A1: 加密会对数据库性能产生一定的影响,具体影响程度取决于加密类型、加密算法、硬件配置等因素。一般来说,存储加密的性能影响在 5%-15% 之间,传输加密的性能影响在 3%-10% 之间。可以通过选择合适的加密算法、优化硬件配置等方式降低性能影响。

Q2: 如何备份和恢复加密密钥?

A2: 备份和恢复加密密钥的方法如下:

  • 使用 dmenskmgr 工具备份和恢复密钥
  • 定期将密钥文件复制到安全的备份位置
  • 恢复时,将备份的密钥文件复制到原位置

Q3: 密钥丢失了怎么办?

A3: 密钥丢失会导致无法访问加密数据,因此必须妥善保管密钥。如果密钥丢失,可能需要重新创建数据库并恢复数据,但加密数据将无法恢复。

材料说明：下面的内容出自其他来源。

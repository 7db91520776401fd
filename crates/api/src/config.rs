//! Process configuration, read once at startup.
//!
//! Everything comes from environment variables. Values are resolved through a
//! lookup function so tests can supply a map instead of mutating the process
//! environment.

use std::net::SocketAddr;
use std::str::FromStr;

use thiserror::Error;

use intelplat_ai::{DiscoveryConfig, GatewayConfig, parse_preference_list};
use intelplat_auth::SessionConfig;
use intelplat_core::Secret;

pub const API_KEY: &str = "GEMINI_API_KEY";
pub const MODELS: &str = "INTELPLAT_MODELS";
pub const SESSION_TTL_SECS: &str = "INTELPLAT_SESSION_TTL_SECS";
pub const MAX_MODEL_ATTEMPTS: &str = "INTELPLAT_MAX_MODEL_ATTEMPTS";
pub const MAX_TRANSIENT_ATTEMPTS: &str = "INTELPLAT_MAX_TRANSIENT_ATTEMPTS";
pub const REQUEST_TIMEOUT_SECS: &str = "INTELPLAT_REQUEST_TIMEOUT_SECS";
pub const MODEL_TTL_SECS: &str = "INTELPLAT_MODEL_TTL_SECS";
pub const PROBE_COOLDOWN_SECS: &str = "INTELPLAT_PROBE_COOLDOWN_SECS";
pub const BIND: &str = "INTELPLAT_BIND";
pub const SEED_DEFAULT_USERS: &str = "INTELPLAT_SEED_DEFAULT_USERS";

#[derive(Debug, Error, PartialEq, Eq)]
pub enum ConfigError {
    #[error("{key}: cannot parse '{value}': {reason}")]
    Parse {
        key: &'static str,
        value: String,
        reason: String,
    },

    #[error("{key}: must be greater than zero")]
    NotPositive { key: &'static str },

    #[error("{key}: must be at most {max}")]
    TooLarge { key: &'static str, max: u64 },
}

/// Upper bound for every duration setting, in seconds (one year).
pub const MAX_DURATION_SECS: u64 = 365 * 24 * 60 * 60;

#[derive(Debug, Clone)]
pub struct AppConfig {
    pub bind: SocketAddr,
    /// Absent key disables the AI gateway; it is not an error.
    pub api_key: Option<Secret<String>>,
    /// Explicit model preference list; `None` means "ask the service".
    pub models: Option<Vec<String>>,
    pub session_ttl_secs: u64,
    pub max_model_attempts: u32,
    pub max_transient_attempts: u32,
    pub request_timeout_secs: u64,
    pub model_ttl_secs: u64,
    pub probe_cooldown_secs: u64,
    pub seed_default_users: bool,
}

impl AppConfig {
    pub fn from_env() -> Result<Self, ConfigError> {
        Self::from_lookup(|key| std::env::var(key).ok())
    }

    pub fn from_lookup(lookup: impl Fn(&str) -> Option<String>) -> Result<Self, ConfigError> {
        let get = |key: &str| lookup(key).map(|v| v.trim().to_string()).filter(|v| !v.is_empty());

        let api_key = get(API_KEY).map(Secret::from);
        let models = get(MODELS)
            .map(|raw| parse_preference_list(&raw))
            .filter(|list| !list.is_empty());

        let bind = parse_or(get(BIND), BIND, SocketAddr::from(([0, 0, 0, 0], 8080)))?;
        let seed_default_users = match get(SEED_DEFAULT_USERS) {
            None => true,
            Some(raw) => parse_bool(&raw).ok_or_else(|| ConfigError::Parse {
                key: SEED_DEFAULT_USERS,
                value: raw.clone(),
                reason: "expected true/false".to_string(),
            })?,
        };

        Ok(Self {
            bind,
            api_key,
            models,
            session_ttl_secs: duration_secs(get(SESSION_TTL_SECS), SESSION_TTL_SECS, 1800)?,
            max_model_attempts: positive(get(MAX_MODEL_ATTEMPTS), MAX_MODEL_ATTEMPTS, 3)?,
            max_transient_attempts: positive(get(MAX_TRANSIENT_ATTEMPTS), MAX_TRANSIENT_ATTEMPTS, 2)?,
            request_timeout_secs: duration_secs(get(REQUEST_TIMEOUT_SECS), REQUEST_TIMEOUT_SECS, 30)?,
            model_ttl_secs: duration_secs(get(MODEL_TTL_SECS), MODEL_TTL_SECS, 600)?,
            probe_cooldown_secs: duration_secs(get(PROBE_COOLDOWN_SECS), PROBE_COOLDOWN_SECS, 60)?,
            seed_default_users,
        })
    }

    pub fn session_config(&self) -> SessionConfig {
        SessionConfig {
            idle_timeout: delta(self.session_ttl_secs),
        }
    }

    pub fn discovery_config(&self) -> DiscoveryConfig {
        DiscoveryConfig {
            ttl: delta(self.model_ttl_secs),
            probe_cooldown: delta(self.probe_cooldown_secs),
            probe_timeout: self.request_timeout(),
        }
    }

    pub fn gateway_config(&self) -> GatewayConfig {
        GatewayConfig {
            max_model_attempts: self.max_model_attempts as usize,
            max_transient_attempts: self.max_transient_attempts,
            request_timeout: self.request_timeout(),
            ..GatewayConfig::default()
        }
    }

    pub fn request_timeout(&self) -> std::time::Duration {
        std::time::Duration::from_secs(self.request_timeout_secs)
    }
}

fn parse_or<T>(raw: Option<String>, key: &'static str, default: T) -> Result<T, ConfigError>
where
    T: FromStr,
    T::Err: std::fmt::Display,
{
    match raw {
        None => Ok(default),
        Some(value) => value.parse::<T>().map_err(|e| ConfigError::Parse {
            key,
            reason: e.to_string(),
            value,
        }),
    }
}

fn positive<T>(raw: Option<String>, key: &'static str, default: T) -> Result<T, ConfigError>
where
    T: FromStr + PartialEq + Default,
    T::Err: std::fmt::Display,
{
    let value = parse_or(raw, key, default)?;
    if value == T::default() {
        return Err(ConfigError::NotPositive { key });
    }
    Ok(value)
}

fn duration_secs(raw: Option<String>, key: &'static str, default: u64) -> Result<u64, ConfigError> {
    let value = positive(raw, key, default)?;
    if value > MAX_DURATION_SECS {
        return Err(ConfigError::TooLarge {
            key,
            max: MAX_DURATION_SECS,
        });
    }
    Ok(value)
}

/// Seconds as a signed delta, clamped to the largest representable one.
fn delta(secs: u64) -> chrono::Duration {
    i64::try_from(secs)
        .ok()
        .and_then(chrono::Duration::try_seconds)
        .unwrap_or(chrono::Duration::MAX)
}

fn parse_bool(raw: &str) -> Option<bool> {
    match raw.to_ascii_lowercase().as_str() {
        "true" | "1" | "yes" | "on" => Some(true),
        "false" | "0" | "no" | "off" => Some(false),
        _ => None,
    }
}

#[cfg(test)]
mod tests {
    use std::collections::HashMap;

    use super::*;

    fn load(pairs: &[(&str, &str)]) -> Result<AppConfig, ConfigError> {
        let map: HashMap<String, String> = pairs.iter().map(|(k, v)| (k.to_string(), v.to_string())).collect();
        AppConfig::from_lookup(|k| map.get(k).cloned())
    }

    #[test]
    fn defaults_apply_without_environment() {
        let cfg = load(&[]).unwrap();
        assert!(cfg.api_key.is_none());
        assert!(cfg.models.is_none());
        assert_eq!(cfg.bind.to_string(), "0.0.0.0:8080");
        assert_eq!(cfg.session_ttl_secs, 1800);
        assert_eq!(cfg.max_model_attempts, 3);
        assert_eq!(cfg.max_transient_attempts, 2);
        assert_eq!(cfg.request_timeout_secs, 30);
        assert_eq!(cfg.model_ttl_secs, 600);
        assert_eq!(cfg.probe_cooldown_secs, 60);
        assert!(cfg.seed_default_users);
    }

    #[test]
    fn overrides_are_read() {
        let cfg = load(&[
            (API_KEY, " AIza-test "),
            (MODELS, "gemini-2.0-flash, models/gemini-pro"),
            (SESSION_TTL_SECS, "60"),
            (BIND, "127.0.0.1:9000"),
            (SEED_DEFAULT_USERS, "off"),
        ])
        .unwrap();
        assert_eq!(cfg.api_key.as_ref().map(|k| k.expose().as_str()), Some("AIza-test"));
        assert_eq!(
            cfg.models,
            Some(vec!["gemini-2.0-flash".to_string(), "gemini-pro".to_string()])
        );
        assert_eq!(cfg.session_config().idle_timeout, chrono::Duration::seconds(60));
        assert_eq!(cfg.bind.port(), 9000);
        assert!(!cfg.seed_default_users);
    }

    #[test]
    fn blank_key_means_no_key() {
        assert!(load(&[(API_KEY, "   ")]).unwrap().api_key.is_none());
    }

    #[test]
    fn invalid_numbers_are_errors() {
        assert!(matches!(
            load(&[(REQUEST_TIMEOUT_SECS, "soon")]),
            Err(ConfigError::Parse { key: REQUEST_TIMEOUT_SECS, .. })
        ));
        assert_eq!(
            load(&[(MAX_MODEL_ATTEMPTS, "0")]).unwrap_err(),
            ConfigError::NotPositive { key: MAX_MODEL_ATTEMPTS }
        );
        assert!(load(&[(SEED_DEFAULT_USERS, "maybe")]).is_err());
    }

    #[test]
    fn oversized_durations_are_errors() {
        for key in [SESSION_TTL_SECS, REQUEST_TIMEOUT_SECS, MODEL_TTL_SECS, PROBE_COOLDOWN_SECS] {
            assert_eq!(
                load(&[(key, "9223372036854775807")]).unwrap_err(),
                ConfigError::TooLarge { key, max: MAX_DURATION_SECS }
            );
        }
        assert!(matches!(
            load(&[(SESSION_TTL_SECS, "18446744073709551616")]),
            Err(ConfigError::Parse { key: SESSION_TTL_SECS, .. })
        ));

        let cfg = load(&[(SESSION_TTL_SECS, MAX_DURATION_SECS.to_string().as_str())]).unwrap();
        assert_eq!(cfg.session_config().idle_timeout, chrono::Duration::days(365));
    }

    #[test]
    fn out_of_range_fields_clamp_when_built_by_hand() {
        let cfg = AppConfig {
            session_ttl_secs: u64::MAX,
            model_ttl_secs: i64::MAX as u64,
            ..load(&[]).unwrap()
        };
        assert_eq!(cfg.session_config().idle_timeout, chrono::Duration::MAX);
        assert_eq!(cfg.discovery_config().ttl, chrono::Duration::MAX);
    }

    #[test]
    fn debug_never_shows_the_key() {
        let cfg = load(&[(API_KEY, "AIza-secret")]).unwrap();
        assert!(!format!("{cfg:?}").contains("AIza-secret"));
    }
}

因此,建议定期备份密钥,并将备份存储在安全可靠的位置。

Q4: 如何选择合适的加密算法?

A4: 选择合适的加密算法需要考虑安全性和性能的平衡:

  • 对于安全性要求高的场景,建议使用 AES256 等强加密算法
  • 对于性能要求高的场景,可以考虑使用 AES128 等相对轻量级的加密算法
  • 遵循相关的安全标准和合规要求

Q5: 透明数据加密(TDE)和字段级加密有什么区别?

A5: 透明数据加密(TDE)和字段级加密的主要区别在于:

  • TDE 对应用程序透明,无需修改代码;字段级加密需要修改应用程序代码
  • TDE 对整个表或表空间进行加密;字段级加密只对特定字段进行加密
  • TDE 的性能影响相对较大;字段级加密的性能影响相对较小
  • TDE 适用于对整个表或表空间的敏感数据进行加密;字段级加密适用于对特定字段的敏感数据进行加密

在实际应用中,应根据业务需求和安全要求选择合适的加密策略,平衡安全性和性能,确保加密功能的有效实施和管理。